Por su parte, ya ubicado en Costa Salguero, Macri también sucumbió ante los medios nacionales y remarcó: “Vamos a tener la fortaleza de solucionar los problemas que nos agobian. Estoy acá de buena fe, con buenas intenciones. Ni por vanidad ni desesperación por el poder sino porque creo en ustedes, me convencieron de que son capaces de crecer y desarrollarse”.

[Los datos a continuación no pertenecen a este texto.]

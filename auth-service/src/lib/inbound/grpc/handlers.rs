use tonic::Status;

use crate::domain::user::models::Role;
use crate::domain::user::models::UserSummary;
use crate::user::errors::UserError;

pub mod create_user;
pub mod delete_user;
pub mod list_users;
pub mod login;
pub mod update_user;

impl From<&Role> for crate::proto::Role {
    fn from(role: &Role) -> Self {
        Self {
            role_id: role.id.to_string(),
            role_name: role.name.clone(),
        }
    }
}

impl From<UserSummary> for crate::proto::User {
    fn from(user: UserSummary) -> Self {
        Self {
            email: user.email,
            last_access: user.last_access.to_rfc3339(),
            roles: user.roles.iter().map(Into::into).collect(),
        }
    }
}

/// Map domain failures onto gRPC status codes.
///
/// Infrastructure causes are logged here and replaced by a generic message.
impl From<UserError> for Status {
    fn from(err: UserError) -> Self {
        match err {
            UserError::Unauthorized => Status::unauthenticated("unauthorized"),
            UserError::InvalidEmail(_) => Status::invalid_argument(err.to_string()),
            UserError::NotFound(_) => Status::not_found(err.to_string()),
            UserError::EmailAlreadyExists(_) => Status::already_exists(err.to_string()),
            UserError::SessionStore(_) => {
                tracing::error!(error = %err, "Session store failure");
                Status::unavailable("session could not be recorded")
            }
            UserError::Repository(_) | UserError::Hashing(_) | UserError::Token(_) => {
                tracing::error!(error = %err, "Internal failure");
                Status::internal("internal error")
            }
        }
    }
}
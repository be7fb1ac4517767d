//! Authentication utilities library
//!
//! Provides the credential and session-token primitives used by the auth service:
//! - Password hashing (Argon2id)
//! - Session token issuance and validation (HS256 JWT)
//! - Authentication coordination
//!
//! # Examples
//!
//! ## Password Hashing
//! ```
//! use auth::PasswordHasher;
//!
//! let hasher = PasswordHasher::new();
//! let hash = hasher.hash("my_password").unwrap();
//! assert!(hasher.verify("my_password", &hash));
//! assert!(!hasher.verify("not_my_password", &hash));
//! ```
//!
//! ## Session Tokens
//! ```
//! use auth::{Claims, JwtHandler, RoleClaim};
//!
//! let handler = JwtHandler::new(b"secret_key_at_least_32_bytes_long!");
//! let claims = Claims::for_user(1, "alice@example.com", vec![RoleClaim::new(1, "admin")]);
//! let token = handler.encode(&claims).unwrap();
//! let decoded: Claims = handler.decode(&token).unwrap();
//! assert_eq!(decoded, claims);
//! ```
//!
//! ## Complete Authentication Flow
//! ```
//! use auth::{Authenticator, Claims};
//!
//! let auth = Authenticator::new(b"secret_key_at_least_32_bytes_long!");
//!
//! // Register: hash password
//! let hash = auth.hash_password("password123").unwrap();
//!
//! // Login: verify and generate token
//! let claims = Claims::for_user(1, "alice@example.com", Vec::new());
//! let result = auth.authenticate("password123", &hash, &claims).unwrap();
//!
//! // Validate token
//! let decoded = auth.validate_token(&result.access_token).unwrap();
//! assert_eq!(decoded.email, "alice@example.com");
//! ```

pub mod authenticator;
pub mod jwt;
pub mod password;

// Re-export commonly used items
pub use authenticator::AuthenticationError;
pub use authenticator::AuthenticationResult;
pub use authenticator::Authenticator;
pub use jwt::Claims;
pub use jwt::JwtError;
pub use jwt::JwtHandler;
pub use jwt::RoleClaim;
pub use password::PasswordError;
pub use password::PasswordHasher;
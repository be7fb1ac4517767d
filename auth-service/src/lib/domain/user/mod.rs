pub mod errors;
pub mod gate;
pub mod models;
pub mod ports;
pub mod service;

#[cfg(test)]
pub(crate) mod mocks;
use std::sync::Arc;

use tonic::Status;

use crate::domain::user::ports::UserServicePort;
use crate::proto::LoginRequest;
use crate::proto::LoginResponse;

pub async fn login<S: UserServicePort>(
    service: Arc<S>,
    request: LoginRequest,
) -> Result<LoginResponse, Status> {
    let access_token = service.login(&request.email, &request.password).await?;

    Ok(LoginResponse { access_token })
}

#[cfg(test)]
mod tests {
    use tonic::Code;

    use super::*;
    use crate::domain::user::mocks::MockTestUserService;
    use crate::user::errors::SessionStoreError;
    use crate::user::errors::UserError;

    fn request(email: &str, password: &str) -> LoginRequest {
        LoginRequest {
            email: email.to_string(),
            password: password.to_string(),
        }
    }

    #[tokio::test]
    async fn test_login_returns_token() {
        let mut service = MockTestUserService::new();
        service
            .expect_login()
            .withf(|email, password| email == "alice@example.com" && password == "secret")
            .times(1)
            .returning(|_, _| Ok("header.payload.signature".to_string()));

        let response = login(Arc::new(service), request("alice@example.com", "secret"))
            .await
            .expect("login should succeed");

        assert_eq!(response.access_token, "header.payload.signature");
    }

    #[tokio::test]
    async fn test_login_rejected() {
        let mut service = MockTestUserService::new();
        service
            .expect_login()
            .returning(|_, _| Err(UserError::Unauthorized));

        let status = login(Arc::new(service), request("alice@example.com", "wrong"))
            .await
            .unwrap_err();

        assert_eq!(status.code(), Code::Unauthenticated);
        assert_eq!(status.message(), "unauthorized");
    }

    #[tokio::test]
    async fn test_login_session_failure_is_not_unauthenticated() {
        let mut service = MockTestUserService::new();
        service.expect_login().returning(|_, _| {
            Err(UserError::SessionStore(SessionStoreError::ConnectionFailed(
                "refused".to_string(),
            )))
        });

        let status = login(Arc::new(service), request("alice@example.com", "secret"))
            .await
            .unwrap_err();

        assert_eq!(status.code(), Code::Unavailable);
    }
}
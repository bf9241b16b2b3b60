// Committed reservation records and their id generator

use chrono::{DateTime, NaiveDate, Utc};
use serde::{Deserialize, Serialize};
use std::sync::atomic::{AtomicU64, Ordering};

#[derive(Debug, Clone, Copy, PartialEq, Eq, Serialize, Deserialize)]
#[serde(rename_all = "lowercase")]
pub enum ReservationStatus {
    Pending,
    Confirmed,
    Cancelled,
}

#[derive(Debug, Clone, Copy, PartialEq, Eq, Serialize, Deserialize)]
#[serde(rename_all = "lowercase")]
pub enum PaymentStatus {
    Pending,
    Paid,
    Failed,
}

// Room id and name are copied at booking time and never follow catalog edits
#[derive(Debug, Clone, PartialEq, Serialize, Deserialize)]
#[serde(rename_all = "camelCase")]
pub struct Reservation {
    pub id: String,
    pub room_id: String,
    pub room_name: String,
    pub customer_name: String,
    pub customer_email: String,
    #[serde(default)]
    pub customer_phone: String,
    pub check_in: Option<NaiveDate>,
    pub check_out: Option<NaiveDate>,
    pub guest_count: u32,
    pub total_price: f64,
    pub status: ReservationStatus,
    pub payment_status: PaymentStatus,
    #[serde(default)]
    pub special_requests: Option<String>,
    pub created_at: DateTime<Utc>,
}

impl Reservation {
    pub fn is_owned_by(&self, email: &str) -> bool {
        self.customer_email == email
    }
}

// Produces "{prefix}{unix_millis}-{sequence}"; the sequence keeps ids unique
// for commits landing in the same millisecond. One generator per store.
#[derive(Debug, Default)]
pub struct ReservationIdGenerator {
    sequence: AtomicU64,
}

impl ReservationIdGenerator {
    pub fn new() -> Self {
        Self::default()
    }

    pub fn next_id(&self, prefix: &str, now: DateTime<Utc>) -> String {
        let sequence = self.sequence.fetch_add(1, Ordering::SeqCst) + 1;
        format!("{}{}-{}", prefix, now.timestamp_millis(), sequence)
    }
}
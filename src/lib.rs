// Booking reservation core for the LuxeStay hotel portal

pub mod access;
pub mod catalog;
pub mod payment;
pub mod reservation;
pub mod store;
pub mod workflow;

// Re-export key types for convenience
pub use access::{can_access, visible_resources, ReservationScope, Resource, Role, RoleContext};
pub use catalog::{CatalogFilter, CatalogProvider, RoomOffering, StaticCatalog};
pub use payment::{ChargeOutcome, ChargeRequest, PaymentDetails, PaymentGateway, StubPaymentGateway};
pub use reservation::{PaymentStatus, Reservation, ReservationIdGenerator, ReservationStatus};
pub use store::{InMemoryReservationStore, ReservationStore, StoreError, StoreStats};
pub use workflow::{
    nights_between, BookingError, BookingStep, BookingWorkflow, ConfigError, ContactField,
    DraftReservation, ValidationMode, WorkflowConfig,
};
// Scripted walk through one booking session against the demo catalog
//
// Set BOOKING_CONFIG to a JSON workflow config to override the defaults,
// and RUST_LOG to adjust log output.

use anyhow::{anyhow, Context, Result};
use chrono::NaiveDate;
use luxestay_booking::{
    BookingWorkflow, CatalogProvider, InMemoryReservationStore, PaymentDetails, ReservationStore,
    RoleContext, StaticCatalog, WorkflowConfig,
};
use std::sync::Arc;
use tracing_subscriber::EnvFilter;

fn main() -> Result<()> {
    tracing_subscriber::fmt()
        .with_env_filter(EnvFilter::try_from_default_env().unwrap_or_else(|_| EnvFilter::new("info")))
        .with_target(false)
        .init();

    let config = match std::env::var("BOOKING_CONFIG") {
        Ok(json) => WorkflowConfig::from_json(&json).context("parsing BOOKING_CONFIG")?,
        Err(_) => WorkflowConfig::default(),
    };

    let catalog = StaticCatalog::luxestay();
    let store = Arc::new(InMemoryReservationStore::with_seed_data());
    let mut workflow = BookingWorkflow::new(config, store.clone());

    println!("=== LuxeStay Rooms ===");
    for room in catalog.list_offerings() {
        println!(
            "  [{}] {:<20} ${:>6.2}/night  up to {} guests",
            room.id, room.name, room.nightly_rate, room.capacity
        );
    }

    let room = catalog
        .find("1")
        .ok_or_else(|| anyhow!("room 1 missing from catalog"))?;
    workflow.start_booking(room);

    workflow.set_check_in(NaiveDate::from_ymd_opt(2024, 1, 15))?;
    workflow.set_check_out(NaiveDate::from_ymd_opt(2024, 1, 18))?;
    workflow.set_guest_count(2)?;
    workflow.advance_step()?;

    workflow.set_customer_name("Jane Smith")?;
    workflow.set_customer_email("jane@example.com")?;
    workflow.set_customer_phone("+1 (555) 987-6543")?;
    workflow.advance_step()?;

    println!(
        "\n{} nights, total ${:.2}",
        workflow.nights(),
        workflow.total_price()
    );

    workflow.set_payment_details(PaymentDetails {
        card_number: "1234 5678 9012 3456".to_string(),
        expiry: "12/27".to_string(),
        cvv: "123".to_string(),
    })?;
    let reservation = workflow.complete_booking()?;
    println!(
        "Booking confirmed: {} ({:?}, {:?})",
        reservation.id, reservation.status, reservation.payment_status
    );

    println!("\n=== My Bookings (jane@example.com) ===");
    for booking in store.list(&RoleContext::customer("jane@example.com")) {
        println!(
            "  {} {} {:?} -> {:?} ${:.2}",
            booking.id, booking.room_name, booking.check_in, booking.check_out, booking.total_price
        );
    }

    let stats = store.stats();
    println!(
        "\n{} reservations on file, ${:.2} confirmed revenue",
        stats.items_count, stats.confirmed_revenue
    );

    Ok(())
}
// Booking workflow: the three-step draft that turns a room selection into a reservation
//
// A session starts with `start_booking`, walks DatesAndGuests -> GuestInformation ->
// PaymentAndConfirmation through `advance_step`/`retreat_step`, and ends either by
// retreating past the first step or by `complete_booking`, which appends the record
// to the reservation store.

use crate::catalog::RoomOffering;
use crate::payment::{ChargeOutcome, ChargeRequest, PaymentDetails, PaymentGateway, StubPaymentGateway};
use crate::reservation::{Reservation, ReservationStatus};
use crate::store::ReservationStore;
use chrono::{NaiveDate, Utc};
use serde::{Deserialize, Serialize};
use std::fmt;
use std::sync::Arc;
use thiserror::Error;
use tracing::{debug, info, warn};

#[derive(Debug, Clone, Copy, PartialEq, Eq)]
pub enum ContactField {
    Name,
    Email,
}

impl fmt::Display for ContactField {
    fn fmt(&self, f: &mut fmt::Formatter<'_>) -> fmt::Result {
        match self {
            ContactField::Name => write!(f, "customer name"),
            ContactField::Email => write!(f, "customer email"),
        }
    }
}

#[derive(Error, Debug, Clone, PartialEq)]
pub enum BookingError {
    #[error("No booking session is active")]
    NoActiveSession,

    #[error("Check-in and check-out dates are required")]
    MissingDates,

    #[error("Check-out {check_out} must be after check-in {check_in}")]
    InvalidDateRange {
        check_in: NaiveDate,
        check_out: NaiveDate,
    },

    #[error("Guest count {requested} outside the allowed range 1..={capacity}")]
    GuestCountOutOfBounds { requested: u32, capacity: u32 },

    #[error("Missing required contact field: {field}")]
    IncompleteContactInfo { field: ContactField },

    #[error("Already at the confirmation step; complete the booking instead")]
    CommitRequired,

    #[error("Booking can only be completed from the confirmation step, currently at {step:?}")]
    NotAtConfirmation { step: BookingStep },

    #[error("Payment declined: {0}")]
    PaymentDeclined(String),
}

#[derive(Error, Debug)]
pub enum ConfigError {
    #[error("Invalid workflow configuration: {0}")]
    Invalid(#[from] serde_json::Error),
}

#[derive(Debug, Clone, Copy, PartialEq, Eq, PartialOrd, Ord)]
pub enum BookingStep {
    DatesAndGuests = 1,
    GuestInformation = 2,
    PaymentAndConfirmation = 3,
}

impl BookingStep {
    pub fn number(self) -> u8 {
        self as u8
    }

    pub fn previous(self) -> Option<Self> {
        match self {
            BookingStep::DatesAndGuests => None,
            BookingStep::GuestInformation => Some(BookingStep::DatesAndGuests),
            BookingStep::PaymentAndConfirmation => Some(BookingStep::GuestInformation),
        }
    }
}

// Strict rejects reversed date ranges, unreachable guest counts and blank
// contact fields. Lenient only checks that the fields the portal's "Next"
// button waits for are present.
#[derive(Debug, Clone, Copy, PartialEq, Eq, Serialize, Deserialize)]
#[serde(rename_all = "lowercase")]
pub enum ValidationMode {
    Strict,
    Lenient,
}

impl Default for ValidationMode {
    fn default() -> Self {
        ValidationMode::Strict
    }
}

#[derive(Debug, Clone, PartialEq, Serialize, Deserialize)]
#[serde(default)]
pub struct WorkflowConfig {
    pub validation: ValidationMode,
    pub currency: String,
    pub id_prefix: String,
}

impl Default for WorkflowConfig {
    fn default() -> Self {
        Self {
            validation: ValidationMode::Strict,
            currency: "USD".to_string(),
            id_prefix: "BK-".to_string(),
        }
    }
}

impl WorkflowConfig {
    pub fn lenient() -> Self {
        Self {
            validation: ValidationMode::Lenient,
            ..Self::default()
        }
    }

    // Missing keys fall back to the defaults
    pub fn from_json(json: &str) -> Result<Self, ConfigError> {
        Ok(serde_json::from_str(json)?)
    }
}

// Working state of one in-progress booking; the draft owns its room
#[derive(Debug, Clone, PartialEq)]
pub struct DraftReservation {
    pub room: RoomOffering,
    pub step: BookingStep,
    pub check_in: Option<NaiveDate>,
    pub check_out: Option<NaiveDate>,
    pub guest_count: u32,
    pub customer_name: String,
    pub customer_email: String,
    pub customer_phone: String,
    pub special_requests: Option<String>,
    pub payment_details: Option<PaymentDetails>,
}

impl DraftReservation {
    fn new(room: RoomOffering) -> Self {
        Self {
            room,
            step: BookingStep::DatesAndGuests,
            check_in: None,
            check_out: None,
            guest_count: 1,
            customer_name: String::new(),
            customer_email: String::new(),
            customer_phone: String::new(),
            special_requests: None,
            payment_details: None,
        }
    }

    pub fn nights(&self) -> u64 {
        nights_between(self.check_in, self.check_out)
    }

    pub fn total_price(&self) -> f64 {
        self.room.nightly_rate * self.nights() as f64
    }
}

// Whole nights between two dates, 0 while either is unset.
// Absolute difference: a check-out before check-in still counts positive.
pub fn nights_between(check_in: Option<NaiveDate>, check_out: Option<NaiveDate>) -> u64 {
    match (check_in, check_out) {
        (Some(check_in), Some(check_out)) => check_out
            .signed_duration_since(check_in)
            .num_days()
            .unsigned_abs(),
        _ => 0,
    }
}

fn validate_dates_and_guests(
    draft: &DraftReservation,
    mode: ValidationMode,
) -> Result<(), BookingError> {
    let (check_in, check_out) = match (draft.check_in, draft.check_out) {
        (Some(check_in), Some(check_out)) => (check_in, check_out),
        _ => return Err(BookingError::MissingDates),
    };

    if mode == ValidationMode::Lenient {
        return Ok(());
    }

    if check_out <= check_in {
        return Err(BookingError::InvalidDateRange {
            check_in,
            check_out,
        });
    }

    if draft.guest_count == 0 || draft.guest_count > draft.room.capacity {
        return Err(BookingError::GuestCountOutOfBounds {
            requested: draft.guest_count,
            capacity: draft.room.capacity,
        });
    }

    Ok(())
}

fn validate_contact(draft: &DraftReservation, mode: ValidationMode) -> Result<(), BookingError> {
    let is_blank = |value: &str| match mode {
        ValidationMode::Strict => value.trim().is_empty(),
        ValidationMode::Lenient => value.is_empty(),
    };

    if is_blank(&draft.customer_name) {
        return Err(BookingError::IncompleteContactInfo {
            field: ContactField::Name,
        });
    }

    if is_blank(&draft.customer_email) {
        return Err(BookingError::IncompleteContactInfo {
            field: ContactField::Email,
        });
    }

    Ok(())
}

pub struct BookingWorkflow {
    config: WorkflowConfig,
    store: Arc<dyn ReservationStore>,
    payments: Arc<dyn PaymentGateway>,
    draft: Option<DraftReservation>,
}

impl BookingWorkflow {
    pub fn new(config: WorkflowConfig, store: Arc<dyn ReservationStore>) -> Self {
        Self {
            config,
            store,
            payments: Arc::new(StubPaymentGateway),
            draft: None,
        }
    }

    pub fn with_payment_gateway(mut self, gateway: Arc<dyn PaymentGateway>) -> Self {
        self.payments = gateway;
        self
    }

    pub fn config(&self) -> &WorkflowConfig {
        &self.config
    }

    pub fn is_active(&self) -> bool {
        self.draft.is_some()
    }

    // None while no session is active
    pub fn step(&self) -> Option<BookingStep> {
        self.draft.as_ref().map(|d| d.step)
    }

    pub fn draft(&self) -> Option<&DraftReservation> {
        self.draft.as_ref()
    }

    // Availability is the caller's concern; any offering opens a session
    pub fn start_booking(&mut self, room: RoomOffering) {
        if let Some(previous) = &self.draft {
            warn!(
                previous_room = %previous.room.id,
                previous_step = ?previous.step,
                "Discarding active booking draft"
            );
        }

        info!(room_id = %room.id, room_name = %room.name, "Booking session started");
        self.draft = Some(DraftReservation::new(room));
    }

    fn draft_mut(&mut self) -> Result<&mut DraftReservation, BookingError> {
        self.draft.as_mut().ok_or(BookingError::NoActiveSession)
    }

    pub fn set_check_in(&mut self, date: Option<NaiveDate>) -> Result<(), BookingError> {
        self.draft_mut()?.check_in = date;
        Ok(())
    }

    pub fn set_check_out(&mut self, date: Option<NaiveDate>) -> Result<(), BookingError> {
        self.draft_mut()?.check_out = date;
        Ok(())
    }

    pub fn set_guest_count(&mut self, guests: u32) -> Result<(), BookingError> {
        self.draft_mut()?.guest_count = guests;
        Ok(())
    }

    pub fn set_customer_name(&mut self, name: &str) -> Result<(), BookingError> {
        self.draft_mut()?.customer_name = name.to_string();
        Ok(())
    }

    pub fn set_customer_email(&mut self, email: &str) -> Result<(), BookingError> {
        self.draft_mut()?.customer_email = email.to_string();
        Ok(())
    }

    pub fn set_customer_phone(&mut self, phone: &str) -> Result<(), BookingError> {
        self.draft_mut()?.customer_phone = phone.to_string();
        Ok(())
    }

    pub fn set_special_requests(&mut self, requests: &str) -> Result<(), BookingError> {
        let requests = requests.trim();
        self.draft_mut()?.special_requests = if requests.is_empty() {
            None
        } else {
            Some(requests.to_string())
        };
        Ok(())
    }

    pub fn set_payment_details(&mut self, details: PaymentDetails) -> Result<(), BookingError> {
        self.draft_mut()?.payment_details = Some(details);
        Ok(())
    }

    // Moves one step forward; the step is left unchanged when a precondition fails
    pub fn advance_step(&mut self) -> Result<BookingStep, BookingError> {
        let mode = self.config.validation;
        let draft = self.draft_mut()?;

        let next = match draft.step {
            BookingStep::DatesAndGuests => {
                validate_dates_and_guests(draft, mode).map(|_| BookingStep::GuestInformation)
            }
            BookingStep::GuestInformation => {
                validate_contact(draft, mode).map(|_| BookingStep::PaymentAndConfirmation)
            }
            BookingStep::PaymentAndConfirmation => Err(BookingError::CommitRequired),
        };

        match next {
            Ok(next) => {
                debug!(from = ?draft.step, to = ?next, "Booking step advanced");
                draft.step = next;
                Ok(next)
            }
            Err(err) => {
                warn!(step = ?draft.step, error = %err, "Booking step precondition not met");
                Err(err)
            }
        }
    }

    // Steps back, or ends the session when already at the first step.
    // Returns the new step, None once the session is gone.
    pub fn retreat_step(&mut self) -> Option<BookingStep> {
        let draft = self.draft.as_mut()?;

        match draft.step.previous() {
            Some(previous) => {
                debug!(from = ?draft.step, to = ?previous, "Booking step retreated");
                draft.step = previous;
                Some(previous)
            }
            None => {
                info!(room_id = %draft.room.id, "Booking session cancelled");
                self.draft = None;
                None
            }
        }
    }

    pub fn nights(&self) -> u64 {
        self.draft.as_ref().map_or(0, DraftReservation::nights)
    }

    pub fn total_price(&self) -> f64 {
        self.draft.as_ref().map_or(0.0, DraftReservation::total_price)
    }

    // Commits the draft as a confirmed, paid reservation and clears the session.
    // A declined charge keeps the draft so the caller can retry.
    pub fn complete_booking(&mut self) -> Result<Reservation, BookingError> {
        let mode = self.config.validation;
        let draft = self.draft.as_ref().ok_or(BookingError::NoActiveSession)?;

        if mode == ValidationMode::Strict {
            if draft.step != BookingStep::PaymentAndConfirmation {
                return Err(BookingError::NotAtConfirmation { step: draft.step });
            }
            validate_dates_and_guests(draft, mode)?;
            validate_contact(draft, mode)?;
        }

        let total_price = draft.total_price();
        let outcome = self.payments.charge(&ChargeRequest {
            room_id: &draft.room.id,
            customer_email: &draft.customer_email,
            amount: total_price,
            currency: &self.config.currency,
            details: draft.payment_details.as_ref(),
        });

        if let ChargeOutcome::Declined(reason) = &outcome {
            warn!(room_id = %draft.room.id, %reason, "Payment declined");
            return Err(BookingError::PaymentDeclined(reason.clone()));
        }

        let now = Utc::now();
        let reservation = Reservation {
            id: self.store.next_id(&self.config.id_prefix, now),
            room_id: draft.room.id.clone(),
            room_name: draft.room.name.clone(),
            customer_name: draft.customer_name.clone(),
            customer_email: draft.customer_email.clone(),
            customer_phone: draft.customer_phone.clone(),
            check_in: draft.check_in,
            check_out: draft.check_out,
            guest_count: draft.guest_count,
            total_price,
            status: ReservationStatus::Confirmed,
            payment_status: outcome.payment_status(),
            special_requests: draft.special_requests.clone(),
            created_at: now,
        };

        self.store.append(reservation.clone());
        self.draft = None;

        info!(
            reservation_id = %reservation.id,
            room_id = %reservation.room_id,
            total_price = reservation.total_price,
            "Booking completed"
        );

        Ok(reservation)
    }
}
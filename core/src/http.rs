//! HTTP requests and responses as plain data.
//!
//! # Design
//! `AndonClient` builds `HttpRequest` values and parses `HttpResponse` values
//! without touching the network. A `Transport` sits in between and performs
//! the actual round-trip, so the pipeline can be exercised with canned
//! responses or driven by a caller-owned HTTP stack.
//!
//! Every request to the monitoring service is a JSON `POST`, so the method is
//! implied rather than carried.

/// An outbound `POST` described as plain data.
///
/// Built by `AndonClient::build_*` methods. `url` is already resolved against
/// the client's base endpoint.
#[derive(Debug, Clone, PartialEq, Eq)]
pub struct HttpRequest {
    pub url: String,
    pub headers: Vec<(String, String)>,
    pub body: String,
}

impl HttpRequest {
    /// Look up a header by case-insensitive name.
    pub fn header(&self, name: &str) -> Option<&str> {
        self.headers
            .iter()
            .find(|(key, _)| key.eq_ignore_ascii_case(name))
            .map(|(_, value)| value.as_str())
    }
}

/// An HTTP response described as plain data.
///
/// Produced by a `Transport` and consumed by `AndonClient::parse_response`.
/// Only the status and body take part in classification.
#[derive(Debug, Clone)]
pub struct HttpResponse {
    pub status: u16,
    pub body: String,
}

impl HttpResponse {
    pub fn is_success(&self) -> bool {
        (200..300).contains(&self.status)
    }
}

#[cfg(test)]
mod tests {
    use super::*;

    #[test]
    fn header_lookup_ignores_case() {
        let req = HttpRequest {
            url: "http://localhost/data/report".to_string(),
            headers: vec![("Content-Type".to_string(), "application/json".to_string())],
            body: "{}".to_string(),
        };
        assert_eq!(req.header("content-type"), Some("application/json"));
        assert_eq!(req.header("authorization"), None);
    }

    #[test]
    fn success_covers_whole_2xx_band() {
        let status = |status| HttpResponse {
            status,
            body: String::new(),
        };
        assert!(status(200).is_success());
        assert!(status(204).is_success());
        assert!(status(299).is_success());
        assert!(!status(199).is_success());
        assert!(!status(300).is_success());
        assert!(!status(401).is_success());
    }
}
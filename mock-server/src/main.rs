use mock_server::{MockConfig, MockState, API_PREFIX};
use tokio::net::TcpListener;

#[tokio::main]
async fn main() -> Result<(), std::io::Error> {
    tracing_subscriber::fmt::init();

    let env = |key: &str, default: &str| std::env::var(key).unwrap_or_else(|_| default.to_string());
    let port = env("PORT", "3000");
    let config = MockConfig::new(env("MOCK_ORG_NAME", "Test Org"), env("MOCK_API_TOKEN", "api-token"))
        .with_station(env("MOCK_LINE_NAME", "line 1"), env("MOCK_STATION_NAME", "station 1"));

    let addr = format!("127.0.0.1:{port}");
    let listener = TcpListener::bind(&addr).await?;
    tracing::info!(org = %config.org_name, "listening on http://{addr}{API_PREFIX}/");
    mock_server::run(listener, MockState::new(config)).await
}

Un vallado al costado del predio de Costa Salguero separaba a los transeúntes de quienes se reunían para celebrar una posible segunda vuelta con Macri, peleándole la presidencia al candidato del Frente Para la Victoria. De un lado, una larga avenida arbolada que lleva al aeropuerto de cabotaje Jorge Newbery, del otro el inmenso Río de la Plata que separa las tierras de Argentina y Uruguay. En el medio, una franja de tierra diseñada para eventos especiales que durante la noche del domingo se tiñó de los típicos globos que distinguen a Cambiemos.

Abuelas, niños, jóvenes y parejas de diferentes edades se acercaban cautelosos, con más dudas que aciertos. El clima en la previa no era muy alentador. Adentro, el rock argentino retumbaba en las paredes mientras los globos celestes y blancos colgaban del techo esperando a desprenderse. Periodistas, militantes, representantes del partido y simples simpatizantes caminaban de un lado al otro inútilmente ya que sabían que los primeros resultados no estarían hasta las 12 de la noche.

Los minutos se hacían lentos. Las horas se mataban entre el catering de comida, el rock nacional y las miles de cifras especulativas que circulaban entre colegas de diferentes medios. Los periodistas no sabían cómo continuar brindando datos de color e información prácticamente vacía de contenido. Así fue como los segundos se hicieron minutos, los minutos horas y las horas dieron lugar a los primeros datos oficiales.

Cerca de las 12 de la noche, el presidente del Comité Nacional de la Unión Cívica Radical e integrante de Cambiemos, Ernesto Sanz, salió a exigirle al gobierno nacional que “brinde los primeros resultados oficiales de las elecciones y que no oculte la información”. Minutos después, los televisores del recinto se aglomeraron de curiosos expectantes del primer informe.

Un silencio de no más de tres segundos invadió el gigantesco lugar. Era como la calma que antecede al huracán. Superado ese tiempo, un grito unísono invadió el lugar, militantes corrían de un extremo al otro, saltaban, se sacudían unos a otros. No podían creer lo que acababan de ver. Contra todos los pronósticos, inclusive los propios, su candidato Mauricio Macri se encontraba unos cuatro puntos por delante del favorito Daniel Scioli.

Rápidamente los globos se desprendieron del techo y llenaron el lugar. El rock nacional volvió a invadir el recinto y la euforia se adueñó de las personas.

“No lo puedo creer, es algo impensado, inesperado, no sé qué decir” comentaba una joven militante al borde de las lágrimas. Minutos después, María Eugenia Vidal, flamante gobernadora de la provincia de Buenos Aires, estalló en los micrófonos con un “ganamos” que sonó en todo el recinto.

Entre abrazos, lágrimas y sonrisas, los tímidos y dubitativos votantes de Cambiemos se quedaron hasta altas horas de la noche, borrachos de alegría y asombro. Sin dudas un resultado inesperado.